Status — as of this moment unusable. Setting and getting lockdown profiles for existing users is there, but creating a new user with profile is not functional and some polish is needed for smooth UX. - The lockdown editor itself (code tarball).
Status — Totally unusable. Very early prototype.
As a GSoC project it would be hard to call it a success. The main item — the lockdown editor itself — did not materialize.
Pitfalls during the project
- Knowing a programming language doesn’t help much if you don’t know the libraries. I thought I knew data structures in C, but glibc has its own ideas about everything and this was a new thing to learn.
Solution — get to know the environment before taking up the task. - Moving targets. At the beginning of this project, there was just the lockdown editor, now it is a lockdown delivery system, where the editor itself is not really that important. It is hard to stick with a floating schedule.

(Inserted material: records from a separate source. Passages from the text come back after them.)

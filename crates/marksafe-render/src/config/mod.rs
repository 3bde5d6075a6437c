//! Declaration config loader (strict parsing).

pub mod schema;

use std::fs;
use std::path::Path;

use marksafe_core::error::{MarksafeError, Result};

pub use schema::{EntityConfig, FieldConfig, MarkupConfig, RenderSection, Tokens};

pub fn load_from_file(path: impl AsRef<Path>) -> Result<MarkupConfig> {
    let path = path.as_ref();
    let s = fs::read_to_string(path).map_err(|e| {
        MarksafeError::Internal(format!("read config {} failed: {e}", path.display()))
    })?;
    load_from_str(&s)
}

pub fn load_from_str(s: &str) -> Result<MarkupConfig> {
    let cfg: MarkupConfig = serde_yaml::from_str(s)
        .map_err(|e| MarksafeError::Configuration(format!("invalid yaml: {e}")))?;
    cfg.validate()?;
    Ok(cfg)
}
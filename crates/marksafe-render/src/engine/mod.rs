//! Markup engines (text -> HTML).
//!
//! Engines are pure: no I/O, no shared state. Their output is untrusted and
//! always goes through the sanitizer before reaching a host.

pub mod markdown;
pub mod textile;

use std::collections::BTreeMap;
use std::sync::Arc;

use marksafe_core::error::{MarksafeError, Result};
use marksafe_core::Dialect;

pub use markdown::MarkdownEngine;
pub use textile::{TextileEngine, TextileOptions};

/// Converts markup in some dialect into (unsanitized) HTML.
pub trait MarkupEngine: Send + Sync {
    fn supports(&self, dialect: Dialect) -> bool;

    /// Fails with `UnsupportedDialect` for dialects it does not handle and
    /// `MarkupEngine` for input it cannot convert.
    fn convert(&self, text: &str, dialect: Dialect) -> Result<String>;
}

/// Registry of engines keyed by dialect.
#[derive(Default, Clone)]
pub struct EngineSet {
    engines: BTreeMap<Dialect, Arc<dyn MarkupEngine>>,
}

impl EngineSet {
    pub fn new() -> Self {
        Self {
            engines: BTreeMap::new(),
        }
    }

    /// Textile and Markdown engines with the given Textile options.
    pub fn standard(textile: TextileOptions) -> Self {
        let mut set = Self::new();
        set.register(Dialect::Textile, Arc::new(TextileEngine::new(textile)));
        set.register(Dialect::Markdown, Arc::new(MarkdownEngine::new()));
        set
    }

    pub fn register(&mut self, dialect: Dialect, engine: Arc<dyn MarkupEngine>) {
        self.engines.insert(dialect, engine);
    }

    pub fn registered_dialects(&self) -> Vec<Dialect> {
        self.engines.keys().copied().collect()
    }
}

impl MarkupEngine for EngineSet {
    fn supports(&self, dialect: Dialect) -> bool {
        self.engines.contains_key(&dialect)
    }

    fn convert(&self, text: &str, dialect: Dialect) -> Result<String> {
        let engine = self.engines.get(&dialect).ok_or_else(|| {
            MarksafeError::UnsupportedDialect(format!("no engine registered for {dialect}"))
        })?;
        engine.convert(text, dialect)
    }
}
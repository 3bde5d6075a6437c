//! Declaration normalization and tag-set expansion.
//!
//! Resolution rules:
//! - `allow` omitted, or exactly `[all]` => whole vocabulary minus `deny`.
//! - otherwise exactly the tags of the allowed capabilities; `all` mixed with
//!   capabilities contributes no tags, and `deny` is validated but has no
//!   effect.

use std::collections::BTreeSet;
use std::sync::Arc;

use marksafe_core::error::{MarksafeError, Result};
use marksafe_core::policy::tags_for;
use marksafe_core::{Allow, Capability, Dialect, PolicyKey, TagPolicy};

use super::declaration::MarkupDeclaration;

const ALLOW_ALL_TOKEN: &str = "all";

/// Turns declarations into policies against a fixed tag vocabulary.
#[derive(Debug, Clone)]
pub struct PolicyResolver {
    vocabulary: Arc<BTreeSet<String>>,
}

impl PolicyResolver {
    pub fn new(vocabulary: BTreeSet<String>) -> Self {
        Self {
            vocabulary: Arc::new(vocabulary),
        }
    }

    pub fn vocabulary(&self) -> &BTreeSet<String> {
        &self.vocabulary
    }

    /// Normalize and expand in one step.
    pub fn resolve(&self, decl: &MarkupDeclaration) -> Result<TagPolicy> {
        let key = normalize(decl)?;
        Ok(self.build(key))
    }

    /// Expand an already-normalized key. Infallible.
    pub fn build(&self, key: PolicyKey) -> TagPolicy {
        let permitted: BTreeSet<String> = match key.allow() {
            Allow::All => {
                let denied = tags_for(key.deny());
                self.vocabulary
                    .iter()
                    .filter(|tag| !denied.contains(tag.as_str()))
                    .cloned()
                    .collect()
            }
            Allow::Only(caps) => tags_for(caps).into_iter().map(str::to_string).collect(),
        };
        TagPolicy::new(key, permitted)
    }
}

/// Validate tokens and produce the cache key for a declaration.
pub fn normalize(decl: &MarkupDeclaration) -> Result<PolicyKey> {
    let dialect: Dialect = decl
        .markup
        .as_deref()
        .ok_or_else(|| MarksafeError::Configuration("must define markup option".into()))?
        .parse()?;

    let deny = parse_capabilities(&decl.deny, "deny")?;

    let allow = match &decl.allow {
        None => Allow::All,
        Some(tokens) if !tokens.is_empty() && tokens.iter().all(|t| t == ALLOW_ALL_TOKEN) => {
            Allow::All
        }
        Some(tokens) => {
            let caps: Vec<String> = tokens
                .iter()
                .filter(|t| *t != ALLOW_ALL_TOKEN)
                .cloned()
                .collect();
            Allow::Only(parse_capabilities(&caps, "allow")?)
        }
    };

    if matches!(allow, Allow::Only(_)) && !deny.is_empty() {
        tracing::warn!(
            %dialect,
            deny = ?deny,
            "deny ignored because an explicit allow list was given"
        );
    }

    Ok(PolicyKey::new(dialect, allow, deny))
}

fn parse_capabilities(raw: &[String], option: &str) -> Result<BTreeSet<Capability>> {
    raw.iter()
        .map(|token| {
            token.parse::<Capability>().map_err(|_| {
                MarksafeError::Configuration(format!("invalid {option} entry: {token}"))
            })
        })
        .collect()
}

Solution — before making a proposal, talk with interested parties and find out what they want. - Exams and GSoC don’t blend well. One month of the GSoC period was wasted in exams.
Solution — start working on the project before the GSoC even starts to get some breathing space. - Working with the cutting edge cuts badly. During the project several times I tried to get gnome-control-center to compile with jhbuild. Most of the time it failed to compile (to get to g-c-c, about 100 modules must be compiled beforehand). The only time it did compile, it crashed and burned.
Solution — if you are not an expert in the environment, don’t work with master.
In short — don’t just jump in with proposal in the last minute. It will hurt.
Interesting things I learned
- GOTO statements are OK in some situations.
- Code comments are not really necessary. Just read the code and an epiphany will hit you. </sarcasm>
- Sometimes pre-existing code is like math — you don’t understand it, you just get used to it.
Future perspective
For this all to have any meaning at all, these things have to happen:
- distributions must ship with the new accountsservice, which is not even merged upstream (quite likely to happen);
- changes made in g-c-c must be merged in master (should be possible with some pain);
- gdm should support all this lockdown sorcery (yes, I didn’t mention gdm before, but someone will have to code the support for all this);
- distributions should have the these packages included (like Ubuntu, which just loves to ship the latest gdm. Or was it lightdm? Oh my!</sarcasm>).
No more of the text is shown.